It appears that if I try doing

unsigned long long int r;
unsigned long int a,b;

and then r=a*b;

The compiler generates a call to a buitin function __mulsi3, which according to the
source only returns a 32 bit number.

Now what I am really trying to do is to perform a fixed point multipy of an
unsigned long number by a fixed point constant. The constant is represented by
a fixed point long with an assumed decimal point 24 bits to the right of bit 0. (IE: an
8 bit integer with a 24 bit fraction). I would discard the lowest 24 bits of the result
and keep the next 32 sig bits.

Short of modifing the assembler source for the library multiply routine (I am using a
mega32 cpu, so I think the mul instruction is available) to provide a true 32x32=64 bit
routine, is there another way?

Probably not, at least AFAIK.

I would definitely recommend bringing up this issue on the avr-libc-dev mailing list and/or submit a bug report on avr-libc.

the behavior is correct here. doing integer arithmetics
the compiler searches the right side for the variable
with the biggest size to decide the size of your result.
wich in your case is 32 bit.
the compiler cannot handle overflows by itself.

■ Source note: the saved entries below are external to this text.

//! Pool-mutating operations and their agent submission.
//!
//! The `async fn`s here are the bodies of agent tasks. Whole-pool operations
//! ([`prime_pool`], [`swap_and_drain_pool`], [`flush_and_repopulate_pool`],
//! [`flush_pool_for_shutdown`]) must only run on the pool agent;
//! [`flush_instance`] must only run on the flush-instance agent. The
//! `submit_*` functions queue them correctly and return immediately.

use std::sync::Arc;

use tracing::{debug, info, warn};

use crate::config::create_pool_state_from_config;
use crate::context::PoolContext;
use crate::error::{Error, Result};
use crate::events::PoolEvent;
use crate::instance::{BorrowLimitHook, Instance, InstanceId, next_instance_id};
use crate::lifecycle::Lifecycle;
use crate::pill::{Borrowed, PoisonPill};
use crate::registry::Registry;
use crate::signal::{CompletionSignal, completion_signal};
use crate::state::PoolState;

// ---------------------------------------------------------------------------
// Submission
// ---------------------------------------------------------------------------

/// Queue priming of the current (empty) pool on the pool agent.
pub fn submit_prime<L: Lifecycle>(ctx: &PoolContext<L>) -> Result<()> {
    let task_ctx = ctx.clone();
    ctx.pool_agent()
        .submit(async move { prime_pool(&task_ctx).await })
}

/// Queue replacement of every instance on the pool agent.
pub fn submit_flush_and_repopulate<L: Lifecycle>(ctx: &PoolContext<L>) -> Result<()> {
    let task_ctx = ctx.clone();
    ctx.pool_agent()
        .submit(async move { flush_and_repopulate_pool(&task_ctx).await })
}

/// Queue the shutdown flush on the pool agent; `signal` fires when it ends.
pub fn submit_flush_for_shutdown<L: Lifecycle>(
    ctx: &PoolContext<L>,
    signal: CompletionSignal,
) -> Result<()> {
    let task_ctx = ctx.clone();
    ctx.pool_agent()
        .submit(async move { flush_pool_for_shutdown(&task_ctx, signal).await })
}

/// Drain the pool for shutdown and wait until the drain has finished.
pub async fn shutdown_pool<L: Lifecycle>(ctx: &PoolContext<L>) -> Result<()> {
    let (signal, waiter) = completion_signal();
    submit_flush_for_shutdown(ctx, signal)?;
    waiter.wait().await
}

/// Queue replacement of `instance` on the flush-instance agent.
///
/// The replacement goes into the registry the instance came from, with id
/// [`next_instance_id`] of the old one.
pub fn send_flush_instance<L: Lifecycle>(
    ctx: &PoolContext<L>,
    instance: Instance<L::Handle>,
) -> Result<()> {
    let id = instance.id();
    let registry = instance.registry().ok_or_else(|| {
        Error::internal(format!("registry of instance {id} no longer exists"))
    })?;
    let new_id = next_instance_id(id, ctx.current_state().size);

    debug!(instance_id = %id, replacement_id = %new_id, "queueing instance replacement");
    ctx.emit(|| PoolEvent::InstanceFlushQueued {
        id,
        replacement_id: new_id,
    });

    let task_ctx = ctx.clone();
    ctx.flush_instance_agent().submit(async move {
        flush_instance(&task_ctx, instance, registry, new_id).await
    })
}

/// Hook wired into every instance: queue its replacement when it reaches
/// the borrow limit.
fn borrow_limit_hook<L: Lifecycle>(ctx: &PoolContext<L>) -> BorrowLimitHook<L::Handle> {
    let ctx = ctx.downgrade();
    Arc::new(move |instance| match PoolContext::upgrade(&ctx) {
        Some(ctx) => send_flush_instance(&ctx, instance),
        None => Err(Error::internal("pool context was dropped")),
    })
}

// ---------------------------------------------------------------------------
// Helpers
// ---------------------------------------------------------------------------

async fn create_instance<L: Lifecycle>(
    ctx: &PoolContext<L>,
    registry: &Arc<Registry<L::Handle>>,
    id: InstanceId,
    hook: &BorrowLimitHook<L::Handle>,
) -> Result<()> {
    let handle = ctx.lifecycle().create(id).await?;
    let instance = Instance::new(id, handle, Arc::downgrade(registry), Arc::clone(hook));

    if let Err((error, rejected)) = registry.register(instance) {
        if let Err(cleanup_error) = ctx.lifecycle().cleanup(id, rejected.handle()).await {
            warn!(instance_id = %id, error = %cleanup_error, "cleanup of rejected instance failed");
        }
        return Err(error);
    }

    debug!(instance_id = %id, "created instance");
    ctx.emit(|| PoolEvent::InstanceCreated { id });
    Ok(())
}

/// Clear `registry`, leave a failure pill in it, and clean up whatever was
/// resident.
async fn poison<L: Lifecycle>(ctx: &PoolContext<L>, registry: &Registry<L::Handle>, cause: &Error) {
    let resident = registry.clear();
    registry.insert_pill(PoisonPill::failure(cause.clone()));
    warn!(%cause, discarded = resident.len(), "pool registry poisoned");

    for instance in resident {
        if let Err(error) = ctx.lifecycle().cleanup(instance.id(), instance.handle()).await {
            warn!(instance_id = %instance.id(), %error, "cleanup of discarded instance failed");
        }
    }
    ctx.emit(|| PoolEvent::PoolPoisoned {
        error: cause.to_string(),
    });
}

fn reject_if_shut_down<H>(state: &PoolState<H>) -> Result<()> {
    match state.registry.pill() {
        Some(PoisonPill::Shutdown(_)) => {
            warn!("pool has been drained for shutdown; ignoring request");
            Err(Error::ShuttingDown)
        }
        _ => Ok(()),
    }
}

// ---------------------------------------------------------------------------
// Pool agent tasks
// ---------------------------------------------------------------------------

/// Fill the current registry up to its capacity with ids `1..=capacity`.
///
/// On a creation failure the registry is cleared, poisoned with a failure
/// pill, and the error is returned. After a shutdown flush this fails with
/// [`Error::ShuttingDown`].
pub async fn prime_pool<L: Lifecycle>(ctx: &PoolContext<L>) -> Result<()> {
    let state = ctx.current_state();
    reject_if_shut_down(&state)?;
    let count = state.registry.remaining_capacity();
    info!(count, "priming pool");

    let hook = borrow_limit_hook(ctx);
    for slot in 1..=count {
        let id = InstanceId::new(slot as u64);
        if let Err(error) = create_instance(ctx, &state.registry, id, &hook).await {
            poison(ctx, &state.registry, &error).await;
            return Err(error);
        }
    }

    info!(pool_size = count, "pool primed");
    ctx.emit(|| PoolEvent::PoolPrimed { size: count });
    Ok(())
}

/// Make `new` current, then retire every instance of `old`.
///
/// Each old instance is borrowed back (waiting as long as it takes), cleaned
/// up, and with `refill` replaced by a same-id instance in `new`. Afterwards
/// `old` receives a retry pill so borrowers still waiting on it move to the
/// current pool. Any failure aborts the drain; with `refill` the new
/// registry is poisoned first.
pub async fn swap_and_drain_pool<L: Lifecycle>(
    ctx: &PoolContext<L>,
    old: PoolState<L::Handle>,
    new: PoolState<L::Handle>,
    refill: bool,
) -> Result<()> {
    ctx.swap_state(new.clone());
    ctx.emit(|| PoolEvent::PoolSwapped { size: new.size });
    info!(old_size = old.size, new_size = new.size, refill, "pool swapped; draining previous pool");

    let hook = borrow_limit_hook(ctx);
    let drained = drain(ctx, &old, &new, refill, &hook).await;

    old.registry
        .insert_pill(PoisonPill::Retry(Arc::clone(&new.registry)));

    if let Err(error) = drained {
        if refill {
            poison(ctx, &new.registry, &error).await;
        }
        return Err(error);
    }

    info!(pool_size = old.size, refill, "previous pool drained");
    ctx.emit(|| PoolEvent::PoolDrained {
        size: old.size,
        refilled: refill,
    });
    Ok(())
}

async fn drain<L: Lifecycle>(
    ctx: &PoolContext<L>,
    old: &PoolState<L::Handle>,
    new: &PoolState<L::Handle>,
    refill: bool,
    hook: &BorrowLimitHook<L::Handle>,
) -> Result<()> {
    for _ in 0..old.size {
        let instance = match old.registry.borrow(None).await? {
            Borrowed::Instance(instance) => instance,
            Borrowed::Pill(pill) => return Err(pill.to_error()),
        };
        let id = instance.id();

        let mut outcome = ctx.lifecycle().cleanup(id, instance.handle()).await;
        if outcome.is_ok() {
            ctx.emit(|| PoolEvent::InstanceCleanedUp { id });
            if refill {
                outcome = create_instance(ctx, &new.registry, id, hook).await;
            }
        }
        let released = old.registry.release(instance, true);
        outcome.and(released)?;
        debug!(instance_id = %id, refill, "drained instance");
    }
    Ok(())
}

/// Replace every instance: swap in a fresh pool and refill it while
/// draining the old one.
///
/// A pool already drained for shutdown stays that way: the call fails with
/// [`Error::ShuttingDown`] and nothing is swapped.
pub async fn flush_and_repopulate_pool<L: Lifecycle>(ctx: &PoolContext<L>) -> Result<()> {
    let old = ctx.current_state();
    reject_if_shut_down(&old)?;
    let new = create_pool_state_from_config(ctx.config());
    swap_and_drain_pool(ctx, old, new, true).await
}

/// Retire the pool for good: swap in a pool that only carries a shutdown
/// pill and drain the old one without refilling.
///
/// `signal` is completed exactly once with the outcome.
pub async fn flush_pool_for_shutdown<L: Lifecycle>(
    ctx: &PoolContext<L>,
    signal: CompletionSignal,
) -> Result<()> {
    let outcome = drain_for_shutdown(ctx).await;
    signal.complete(outcome.clone());
    outcome
}

async fn drain_for_shutdown<L: Lifecycle>(ctx: &PoolContext<L>) -> Result<()> {
    let new = create_pool_state_from_config(ctx.config());
    let old = ctx.current_state();

    if !old.is_fully_initialized() {
        return Err(Error::NotInitialized {
            registered: old.registry.registered_element_count(),
            size: old.size,
        });
    }

    new.registry
        .insert_pill(PoisonPill::Shutdown(Arc::downgrade(&new.registry)));
    swap_and_drain_pool(ctx, old, new, false).await?;
    info!("pool drained for shutdown");
    Ok(())
}

// ---------------------------------------------------------------------------
// Flush-instance agent task
// ---------------------------------------------------------------------------

/// Retire `instance` and register a replacement with `new_id` in `registry`.
///
/// Touches no other instance and never changes the current pool state. A
/// cleanup or creation failure poisons `registry`.
pub async fn flush_instance<L: Lifecycle>(
    ctx: &PoolContext<L>,
    instance: Instance<L::Handle>,
    registry: Arc<Registry<L::Handle>>,
    new_id: InstanceId,
) -> Result<()> {
    let old_id = instance.id();
    let hook = instance.borrow_limit_hook();

    let cleaned = ctx.lifecycle().cleanup(old_id, instance.handle()).await;
    registry.release(instance, true)?;

    let replaced = match cleaned {
        Ok(()) => {
            ctx.emit(|| PoolEvent::InstanceCleanedUp { id: old_id });
            create_instance(ctx, &registry, new_id, &hook).await
        }
        Err(error) => Err(error),
    };
    if let Err(error) = replaced {
        poison(ctx, &registry, &error).await;
        return Err(error);
    }

    debug!(instance_id = %old_id, replacement_id = %new_id, "instance replaced");
    Ok(())
}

try the same with "unsigned long long a,b" or
use a typecast :

r = (unsigned long long)a * (unsigned lon long)b;

Hello,

The problem with 64 bit arithmetics is the low speed. I've implemented the signed fractional fixed point multiplication (1.31 x 1.31 => 1.63) in assembler resulting 177 cycles. The same function implemented in pure C with avr-gcc takes 1,408 cycles and that's a big difference. My expectations were between 3 and 4 times taking into account the discarded terms only. You should weight your options.

Regards,

Carlos.

Could you post your assembler multiply routine? It looks like it might be possible to use
the hardware 8x8 multiply combined with adding the fractional results (an example of a
16x16 multiply doing the same is in the AVR instruction reference manual). Even at 1408 cycles, at 16mhz that's still 11k operations/sec, I wouldn't need more than a 100 updates/sec in my application.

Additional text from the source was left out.